Light Wave Rangefinder (Light Wave Rangefinder, 光波距離測定器) is a geodetic device that installs a reflector at the point to be measured and measures the distance using the reflected wave of the transmitted beam. It may consist of a light-wave rangefinder.

In coordinate measurement using such an optical wave rangefinder, coordinate measurement and The distance measurement for this is performed in a manual work method.

In particular, in the forest area, collimation is difficult due to topographical characteristics and obstacles such as trees, and the line of sight between the distance measurement target point and the range finder must be secured even in a level place where measurement is relatively easy. do.

As such, in the coordinate measurement in the cadastral field, when using the observation equipment of the existing total station, the calculation itself is sometimes impossible due to the rugged topographical characteristics, and even if the calculation is not performed However, the time and cost required for this will inevitably increase, and the accuracy of the results obtained by calculation will inevitably decrease.

For these reasons, innovative improvement in the method of calculating the horizontal distance through coordinate measurement is urgently required. On the other hand, it can be referred to as a patent document disclosed in the following prior art document is a patent document relating to a target point coordinate extraction system and method.

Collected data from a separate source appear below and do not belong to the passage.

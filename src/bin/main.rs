use bayes_core::core::model::TrainedModel;
use bayes_core::corpus::Corpus;
use bayes_core::persistence::{export_vocabulary, export_word_counts, PredictionWriter};
use bayes_core::report::{Evaluation, PredictionRecord};
use bayes_core::{ClassifierConfig, ClassifierEngine, ClassifierError, Result};
use clap::{Args, Parser, Subcommand};
use crossterm::cursor::MoveToColumn;
use crossterm::style::{Print, PrintStyledContent, Stylize};
use crossterm::terminal::{Clear, ClearType};
use crossterm::execute;
use serde::Serialize;
use std::collections::BTreeMap;
use std::fs;
use std::io::{self, Write};
use std::path::PathBuf;
use std::process::ExitCode;
use tracing::info;
use tracing_subscriber::EnvFilter;

#[derive(Parser)]
#[command(name = "nb_classify", version, about = "Multinomial Naive Bayes text classifier")]
struct Cli {
    /// JSON config file; flags override its values
    #[arg(short, long, global = true)]
    config: Option<PathBuf>,

    /// Log filter used when RUST_LOG is unset
    #[arg(long, global = true, default_value = "info")]
    log_level: String,

    #[command(subcommand)]
    command: Command,
}

#[derive(Subcommand)]
enum Command {
    /// Train on the training split, predict the evaluation split, write all reports
    Run(Overrides),
    /// Train on the training split and save a model snapshot
    Train(Overrides),
    /// Classify one document with a saved model
    Classify {
        /// Model snapshot written by `train` or `run`
        #[arg(short, long)]
        model: PathBuf,
        #[arg(short, long, conflicts_with = "file", required_unless_present = "file")]
        text: Option<String>,
        /// Read the document from a file (Latin-1)
        #[arg(short, long)]
        file: Option<PathBuf>,
    },
}

#[derive(Args)]
struct Overrides {
    #[arg(long)]
    corpus: Option<PathBuf>,
    #[arg(long)]
    output: Option<PathBuf>,
    #[arg(long)]
    train_fraction: Option<f64>,
    #[arg(long)]
    workers: Option<usize>,
    #[arg(long)]
    model: Option<PathBuf>,
}

impl Overrides {
    fn apply(self, mut config: ClassifierConfig) -> Result<ClassifierConfig> {
        if let Some(v) = self.corpus {
            config.corpus_dir = v;
        }
        if let Some(v) = self.output {
            config.output_dir = v;
        }
        if let Some(v) = self.train_fraction {
            config.train_fraction = v;
        }
        if let Some(v) = self.workers {
            config.workers = v;
        }
        if self.model.is_some() {
            config.model_path = self.model;
        }
        config.validate()?;
        Ok(config)
    }
}

#[derive(Serialize)]
struct ClassifyOutput<'a> {
    category: &'a str,
    scores: BTreeMap<&'a str, f64>,
}

fn main() -> ExitCode {
    let cli = Cli::parse();

    let filter = EnvFilter::try_from_default_env()
        .unwrap_or_else(|_| EnvFilter::new(&cli.log_level));
    tracing_subscriber::fmt()
        .with_env_filter(filter)
        .with_writer(io::stderr)
        .init();

    match run(cli) {
        Ok(()) => ExitCode::SUCCESS,
        Err(e) => {
            let _ = execute!(
                io::stderr(),
                PrintStyledContent("error: ".red().bold()),
                Print(format!("{e}\n"))
            );
            ExitCode::FAILURE
        }
    }
}

fn run(cli: Cli) -> Result<()> {
    let base = match &cli.config {
        Some(path) => ClassifierConfig::from_file(path)?,
        None => ClassifierConfig::default(),
    };

    match cli.command {
        Command::Run(overrides) => evaluate(overrides.apply(base)?),
        Command::Train(overrides) => train_only(overrides.apply(base)?),
        Command::Classify { model, text, file } => {
            let text = match (text, file) {
                (Some(text), _) => text,
                (None, Some(file)) => bayes_core::corpus::decode_latin1(&fs::read(file)?),
                (None, None) => String::new(),
            };
            classify(model, &text)
        }
    }
}

fn train_only(config: ClassifierConfig) -> Result<()> {
    let model_path = config.model_path.clone().ok_or_else(|| {
        ClassifierError::InvalidConfig("train needs --model or model_path".into())
    })?;

    info!(corpus = %config.corpus_dir.display(), "reading messages");
    let corpus = Corpus::load(&config.corpus_dir, config.train_fraction)?;

    let mut engine = ClassifierEngine::new()
        .with_workers(config.workers)
        .with_model_path(model_path);
    engine.train(&corpus.categories, &corpus.training_texts(), &corpus.training_labels())?;
    engine.save_model()
}

fn evaluate(config: ClassifierConfig) -> Result<()> {
    info!(corpus = %config.corpus_dir.display(), "reading messages");
    let corpus = Corpus::load(&config.corpus_dir, config.train_fraction)?;

    let mut engine = ClassifierEngine::new().with_workers(config.workers);
    if let Some(path) = &config.model_path {
        engine = engine.with_model_path(path);
    }
    let model = engine.train(&corpus.categories, &corpus.training_texts(), &corpus.training_labels())?;

    export_vocabulary(model, &config.output_dir)?;
    export_word_counts(model, &config.output_dir)?;

    info!(documents = corpus.evaluation.len(), "predicting message categories");
    let evaluation = predict_all(model, &corpus, &config)?;

    let summary = evaluation.finish(corpus.training.len(), chrono::Local::now());
    summary.write(&config.output_dir)?;
    engine.save_model()?;

    let mut stdout = io::stdout();
    execute!(
        stdout,
        Print(format!(
            "Correct Predictions: {} , Incorrect Predictions: {}\n",
            summary.correct, summary.incorrect
        )),
        Print("Accuracy of classifier is: "),
        PrintStyledContent(format!("{:.2}%", summary.accuracy_percent).green().bold()),
        Print("\n")
    )?;
    Ok(())
}

fn predict_all(model: &TrainedModel, corpus: &Corpus, config: &ClassifierConfig) -> Result<Evaluation> {
    let categories = model.categories();
    let mut writer = PredictionWriter::create(&config.output_dir, categories.iter().map(|(_, n)| n))?;
    let mut evaluation = Evaluation::default();
    let mut stderr = io::stderr();
    let total = corpus.evaluation.len();

    for (i, document) in corpus.evaluation.iter().enumerate() {
        execute!(
            stderr,
            MoveToColumn(0),
            Clear(ClearType::CurrentLine),
            Print(format!("Currently predicting message {}/{}...", i + 1, total))
        )?;

        let actual = categories.name(document.label).unwrap_or_default();
        let record = PredictionRecord::new(model, document.id.as_str(), model.predict(&document.text), actual);
        writer.write(&record)?;
        evaluation.record(&record);
    }
    writeln!(stderr)?;

    let path = writer.finish()?;
    info!(path = %path.display(), "prediction results written");
    Ok(evaluation)
}

fn classify(model_path: PathBuf, text: &str) -> Result<()> {
    let engine = ClassifierEngine::from_file(&model_path)?;
    let model = engine.model()?;
    let prediction = engine.predict(text)?;

    let categories = model.categories();
    let output = ClassifyOutput {
        category: categories.name(prediction.category).unwrap_or_default(),
        scores: categories
            .iter()
            .map(|(id, name)| (name, prediction.scores[id]))
            .collect(),
    };
    println!("{}", serde_json::to_string_pretty(&output)?);
    Ok(())
}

Patent Document 001: Republic of Korea Patent Registration No. 10-1954748 (Registration Date February 27, 2019)

The present invention for solving the above problems is to provide a remote coordinate measurement system using a drone system that conveniently performs the work process of coordinate measurement for a target site of the terrain and guarantees the accuracy of the coordinate measurement result. has that purpose.

The present invention for achieving the above objects is a drone system in which the distance measurement for the 3D coordinate image is also paralleled in the process of capturing and collecting 3D coordinate images of a target site remotely through a flying drone, and flight control of the drone A drone controller for, and a portable terminal that receives a 3D coordinate image measured from the drone system from a satellite, and remotely operates a 3D coordinate image of the drone, and coordinates for a 3D coordinate image transmitted from the portable terminal There is one feature in a remote coordinate measurement system using a drone system including a management server that stores measurement data as a DB or transmits the DB to the portable terminal in some cases.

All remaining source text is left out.